Assignment: Copy out, exactly and with nothing else, the stretch of lines that starts at the line containing "for the file" and finishes at the end of the data.

(Collected data entries)
☆ ☆ ☆ ☆ ☆ ☆ ☆

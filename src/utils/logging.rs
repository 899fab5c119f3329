use std::{path::Path, sync::LazyLock};

use anyhow::Result;
use tracing::level_filters::LevelFilter;
use tracing_appender::rolling::Rotation;
use tracing_subscriber::fmt::writer::MakeWriterExt;

pub const CLI_PREFIX: &str = "cli";
pub const DAEMON_PREFIX: &str = "daemon";

/// Logs always land in daily-rotated files under `<state dir>/logs`; stdout
/// is only mirrored when asked for, so daemon output stays out of the
/// console the cli runs in.
pub fn enable_logging(
    prefix: &str,
    state_dir: &Path,
    log_level: Option<LevelFilter>,
    show_std: bool,
) -> Result<()> {
    let appender = tracing_appender::rolling::Builder::new()
        .rotation(Rotation::DAILY)
        .max_log_files(7)
        .filename_prefix(prefix)
        .build(state_dir.join("logs"))?;

    let stdout = std::io::stdout.with_filter(move |_| show_std);

    // An explicit level wins over RUST_LOG, RUST_LOG wins over the default.
    let level = log_level
        .map(|v| v.to_string())
        .or_else(|| std::env::var("RUST_LOG").ok())
        .unwrap_or_else(|| "info".into());

    tracing_subscriber::fmt()
        .with_env_filter(tracing_subscriber::EnvFilter::new(format!(
            "{}={level}",
            env!("CARGO_PKG_NAME").replace("-", "_"),
        )))
        .with_writer(stdout.and(appender))
        .pretty()
        .init();
    Ok(())
}

pub static TEST_LOGGING: LazyLock<()> = LazyLock::new(|| {
    tracing_subscriber::fmt()
        .with_max_level(LevelFilter::TRACE)
        .with_test_writer()
        .pretty()
        .init()
});
use std::{future::Future, io::ErrorKind, path::PathBuf};

use anyhow::Result;
use fs4::tokio::AsyncFileExt;
use tokio::{
    fs::File,
    io::{AsyncReadExt, AsyncWriteExt, BufReader},
};
use tracing::{debug, warn};

use super::entities::StatsDocument;

/// Interface for abstracting persistence of the stats document.
pub trait StatsStorage {
    /// Reads the whole document. A storage that was never written to reads
    /// as an empty document.
    fn load(&self) -> impl Future<Output = Result<StatsDocument>> + Send;

    /// Replaces the whole document.
    fn store(&self, document: &StatsDocument) -> impl Future<Output = Result<()>> + Send;
}

/// The main realization of [StatsStorage]: one JSON file, guarded with
/// advisory file locks so a CLI read never observes a half-written document.
pub struct JsonStatsStorage {
    path: PathBuf,
}

impl JsonStatsStorage {
    pub fn new(path: PathBuf) -> Result<Self, std::io::Error> {
        if let Some(parent) = path.parent() {
            std::fs::create_dir_all(parent)?;
        }
        Ok(Self { path })
    }

    async fn write_document(file: &mut File, document: &StatsDocument) -> Result<()> {
        let buffer = serde_json::to_vec(document)?;
        file.set_len(0).await?;
        file.write_all(&buffer).await?;
        file.flush().await?;
        Ok(())
    }
}

impl StatsStorage for JsonStatsStorage {
    async fn load(&self) -> Result<StatsDocument> {
        debug!("Loading stats document from {:?}", self.path);
        let file = match File::open(&self.path).await {
            Ok(v) => v,
            Err(e) if e.kind() == ErrorKind::NotFound => return Ok(StatsDocument::default()),
            Err(e) => return Err(e.into()),
        };
        file.lock_shared()?;
        let mut reader = BufReader::new(file);
        let mut contents = String::new();
        reader.read_to_string(&mut contents).await?;
        reader.into_inner().unlock_async().await?;

        match serde_json::from_str(&contents) {
            Ok(document) => Ok(document),
            Err(e) => {
                // Might happen after a shutdown cut a write short.
                warn!(
                    "Stats document at {:?} is corrupted, starting from an empty one: {e}",
                    self.path
                );
                Ok(StatsDocument::default())
            }
        }
    }

    async fn store(&self, document: &StatsDocument) -> Result<()> {
        let mut file = File::options()
            .write(true)
            .create(true)
            .truncate(false)
            .open(&self.path)
            .await?;

        // Semi-safe acquire-release for the file
        file.lock_exclusive()?;
        let result = Self::write_document(&mut file, document).await;
        file.unlock_async().await?;
        result
    }
}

☆ ☆ ☆ ☆ ☆ ☆ ☆

Response area:
        // Semi-safe acquire-release for the file
        file.lock_exclusive()?;
        let result = Self::write_document(&mut file, document).await;
        file.unlock_async().await?;
        result
    }
}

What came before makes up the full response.